Dalam catatan KPK, pelaporan masyarakat yang tak menerima bantuan, tercatat ada 134 kasus. KPK, membagi ragam keluhan tersebut menjadi tujuh kategori. Selain tak menerima bantuan, pelaporan keluhan jenis lainnya yakni, bantuan yang diterima dalam jumlah kurang.
Kasusnya, ada sebanyak 32 laporan. Selain itu, tercatat 28 kasus, dari laporan tentang bansos yang tak dibagikan oleh aparat kepada penerima bantuan. Tercatat juga 14 kasus penerima bantuan fiktif.
Selain itu, ada empat pelaporan yang KPK terima terkait pemberian bansos lebih dari satu kali terhadap individu penerima. Tiga laporan lainnya, kasus yang mengadukan bantuan yang diterima dalam kualitas tak layak pakai atau buruk. Sedangkan dua pelaporan, tercatat penerimaan bantuan yang tak tepat sasaran atau diberikan kepada penerima yang tak seharusnya.
"Dan 86 laporan, dalam beragam topik lainnya," ucap Ipi.
Ipi menjelaskan, pelaporan keluhan tersebut, paling banyak berasal dari warga di Pulau Jawa. Provinsi Jawa Barat (Jabar) paling banyak dilaporkan dengan adanya 74 keluhan penerimaan bansos yang tersebar di 20 pemerintahan daerah (pemda). Sedangkan Jawa Timur (Jatim), menjadi provinsi kedua dengan tingkat keluhan sebanyak 48 laporan di 15 pemda. Di Provinsi Jawa Tengah (Jateng), tercatat ada 32 keluhan di 20 pemda.

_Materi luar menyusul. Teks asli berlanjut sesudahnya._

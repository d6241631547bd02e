// Scheduler cadence and sleep/wake behaviour, on paused tokio time

use std::sync::{Arc, Mutex};
use std::time::Duration;
use sysmeter::bus::NotificationBus;
use sysmeter::config::{AppConfig, SchedulerConfig};
use sysmeter::models::{MetricKind, Notification, NotificationKind};
use sysmeter::scheduler::Scheduler;
use tokio::sync::watch;
use tokio::time::Instant;

fn config(power: u64, memory: u64, network: u64) -> AppConfig {
    AppConfig {
        scheduler: SchedulerConfig {
            power_refresh_interval_secs: power,
            memory_refresh_interval_secs: memory,
            network_refresh_interval_secs: network,
        },
        ..Default::default()
    }
}

/// Records the instant of every refresh request of `kind`, relative to `origin`.
fn record(bus: &mut NotificationBus, kind: MetricKind, origin: Instant) -> Arc<Mutex<Vec<Duration>>> {
    let times = Arc::new(Mutex::new(Vec::new()));
    let seen = times.clone();
    bus.subscribe(kind.refresh_kind(), move |n| {
        assert!(matches!(n, Notification::Refresh(e) if e.kind == kind));
        seen.lock().unwrap().push(origin.elapsed());
    });
    times
}

fn secs(values: &[u64]) -> Vec<Duration> {
    values.iter().map(|s| Duration::from_secs(*s)).collect()
}

#[tokio::test(start_paused = true)]
async fn test_ticks_are_spaced_by_the_interval() {
    let (_tx, rx) = watch::channel(config(3, 60, 60));
    let mut scheduler = Scheduler::new(rx);
    let mut bus = NotificationBus::new();
    let origin = Instant::now();
    let power = record(&mut bus, MetricKind::Power, origin);

    scheduler.start(MetricKind::Power);
    for _ in 0..4 {
        assert_eq!(scheduler.tick(&mut bus).await, MetricKind::Power);
    }
    assert_eq!(*power.lock().unwrap(), secs(&[0, 3, 6, 9]));
    assert_eq!(scheduler.ticks_published(), 4);
}

#[tokio::test(start_paused = true)]
async fn test_each_kind_has_its_own_cadence() {
    let (_tx, rx) = watch::channel(config(2, 3, 5));
    let mut scheduler = Scheduler::new(rx);
    let mut bus = NotificationBus::new();
    let origin = Instant::now();
    let power = record(&mut bus, MetricKind::Power, origin);
    let memory = record(&mut bus, MetricKind::Memory, origin);
    let network = record(&mut bus, MetricKind::Network, origin);

    scheduler.on_wake();
    let horizon = origin + Duration::from_secs(10);
    while scheduler.next_due().is_some_and(|(_, at)| at <= horizon) {
        scheduler.tick(&mut bus).await;
    }
    assert_eq!(*power.lock().unwrap(), secs(&[0, 2, 4, 6, 8, 10]));
    assert_eq!(*memory.lock().unwrap(), secs(&[0, 3, 6, 9]));
    assert_eq!(*network.lock().unwrap(), secs(&[0, 5, 10]));
}

#[tokio::test(start_paused = true)]
async fn test_start_is_idempotent() {
    let (_tx, rx) = watch::channel(config(3, 60, 60));
    let mut scheduler = Scheduler::new(rx);
    let mut bus = NotificationBus::new();
    let origin = Instant::now();
    let power = record(&mut bus, MetricKind::Power, origin);

    scheduler.start(MetricKind::Power);
    scheduler.start(MetricKind::Power);
    assert!(scheduler.is_running(MetricKind::Power));
    scheduler.tick(&mut bus).await;
    scheduler.start(MetricKind::Power);
    scheduler.tick(&mut bus).await;
    scheduler.tick(&mut bus).await;

    assert_eq!(*power.lock().unwrap(), secs(&[0, 3, 6]));
}

#[tokio::test(start_paused = true)]
async fn test_sleep_suppresses_every_tick() {
    let (_tx, rx) = watch::channel(config(3, 3, 3));
    let mut scheduler = Scheduler::new(rx);
    let mut bus = NotificationBus::new();
    let published = Arc::new(Mutex::new(0usize));
    for kind in [
        NotificationKind::PowerRefresh,
        NotificationKind::MemoryRefresh,
        NotificationKind::NetworkRefresh,
    ] {
        let published = published.clone();
        bus.subscribe(kind, move |_| *published.lock().unwrap() += 1);
    }

    scheduler.on_wake();
    assert_eq!(scheduler.tick(&mut bus).await, MetricKind::Power);
    assert_eq!(*published.lock().unwrap(), 1);

    scheduler.on_sleep();
    assert!(scheduler.is_sleeping());
    let slept = tokio::time::timeout(Duration::from_secs(60), scheduler.tick(&mut bus)).await;
    assert!(slept.is_err(), "no refresh may be published while asleep");
    assert_eq!(*published.lock().unwrap(), 1);
    assert_eq!(scheduler.ticks_suppressed(), 3);
    assert_eq!(scheduler.next_due(), None);
    for kind in MetricKind::ALL {
        assert!(!scheduler.is_running(kind));
    }
}

#[tokio::test(start_paused = true)]
async fn test_wake_restarts_every_cadence_immediately() {
    let (_tx, rx) = watch::channel(config(3, 4, 5));
    let mut scheduler = Scheduler::new(rx);
    let mut bus = NotificationBus::new();

    scheduler.on_wake();
    for _ in 0..3 {
        scheduler.tick(&mut bus).await;
    }
    scheduler.on_sleep();
    tokio::time::advance(Duration::from_secs(3600)).await;

    let origin = Instant::now();
    let network = record(&mut bus, MetricKind::Network, origin);
    scheduler.on_wake();
    assert!(!scheduler.is_sleeping());
    for kind in MetricKind::ALL {
        assert!(scheduler.is_running(kind));
    }
    let mut fired = Vec::new();
    for _ in 0..3 {
        fired.push(scheduler.tick(&mut bus).await);
    }
    assert_eq!(fired, MetricKind::ALL.to_vec());
    assert_eq!(*network.lock().unwrap(), secs(&[0]));
}

#[tokio::test(start_paused = true)]
async fn test_timer_armed_before_sleep_does_not_fire_after_quick_wake() {
    let (_tx, rx) = watch::channel(config(10, 60, 60));
    let mut scheduler = Scheduler::new(rx);
    let mut bus = NotificationBus::new();
    let origin = Instant::now();
    let power = record(&mut bus, MetricKind::Power, origin);

    scheduler.start(MetricKind::Power);
    scheduler.tick(&mut bus).await;
    tokio::time::advance(Duration::from_secs(4)).await;
    scheduler.on_sleep();
    scheduler.on_wake();
    scheduler.tick(&mut bus).await;
    scheduler.tick(&mut bus).await;

    // One fresh cadence from the wake at t=4; the pre-sleep deadline at t=10 is gone.
    assert_eq!(*power.lock().unwrap(), secs(&[0, 4, 14]));
}

#[tokio::test(start_paused = true)]
async fn test_interval_change_applies_on_next_rearm() {
    let (tx, rx) = watch::channel(config(3, 60, 60));
    let mut scheduler = Scheduler::new(rx);
    let mut bus = NotificationBus::new();
    let origin = Instant::now();
    let power = record(&mut bus, MetricKind::Power, origin);

    scheduler.start(MetricKind::Power);
    scheduler.tick(&mut bus).await;
    tx.send_replace(config(5, 60, 60));
    scheduler.tick(&mut bus).await;
    scheduler.tick(&mut bus).await;

    assert_eq!(*power.lock().unwrap(), secs(&[0, 3, 8]));
}

#[tokio::test(start_paused = true)]
async fn test_late_firing_does_not_shift_the_cadence() {
    let (_tx, rx) = watch::channel(config(3, 60, 60));
    let mut scheduler = Scheduler::new(rx);
    let mut bus = NotificationBus::new();
    let origin = Instant::now();

    scheduler.start(MetricKind::Power);
    scheduler.tick(&mut bus).await;
    // Timer serviced 500ms after its t=3 deadline.
    tokio::time::advance(Duration::from_millis(3500)).await;
    assert!(scheduler.fire(MetricKind::Power, &mut bus));
    assert_eq!(
        scheduler.next_due(),
        Some((MetricKind::Power, origin + Duration::from_secs(6)))
    );

    // Far behind schedule: restart from now instead of bursting to catch up.
    tokio::time::advance(Duration::from_secs(20)).await;
    assert!(scheduler.fire(MetricKind::Power, &mut bus));
    assert_eq!(scheduler.next_due(), Some((MetricKind::Power, Instant::now())));
}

Di tingkat dua, Pemerintah Kota (pemkot) Surabaya menjadi wilayah administrasi dengan tingkat keluhan tertinggi. Ada sebanyak 10 keluhan yang tercatat di aplikasi JAGA Bansos. Paling banyak keluhan lainnya, terjadi di Pemerintahan Kabupaten (pemkab) dengan sembilan pelaporan. Sedangkan Pemkab Lampung Selatan, Pemkab Sukabumi, dan Pemerintah Provinsi (Pemprov) Jawa Timur, masing-masing dikeluhkan dengan adanya tujuh pelaporan.
Ipi melanjutkan, dari seluruh pengaduan tersebut, sebanyak 20 keluhan sudah ditindaklanjuti oleh pemda masing-masing. Akan tetapi, sebanyak 115 laporan keluhan, masih dalam proses tindak lanjut. Keluhan lainnya, dari sebanyak 118 pelaporan, masih dalam status konfirmasi pelapor, dan 20 pengaduan, dalam status diterima untuk verifikasi.
"Sisanya 30 pelaporan keluhan, dengan status dihapus karena pelaporan ganda," kata Ipi.
Terkait dengan ratusan pelaporan keluhan tersebut, KPK meminta kepada pemerintah di semua level daerah untuk terus melakukan pemutakhiran data penerimaan bansos di masyrakat. KPK mengatakan, perlunya perluasan Data Terpadu Kesejahteraan Sosial (DTKS) sampai ke satuan RT/RW.
Di beberapa wilayah, KPK menemukan inkosistensi DTKS dengan Nomor Induk Kependudukan (NIK) yang tak masuk dalam kriteria sebagai penerima bantuan. "KPK mendorong transparansi penyaluran bantuan, dengan mengumumkan daftar penerima bantuan. Pemda juga perlu mensosialisasikan pemahaman terkait kriteria penerima, jenis bansos, dan waktu pendistribusian," jelasnya.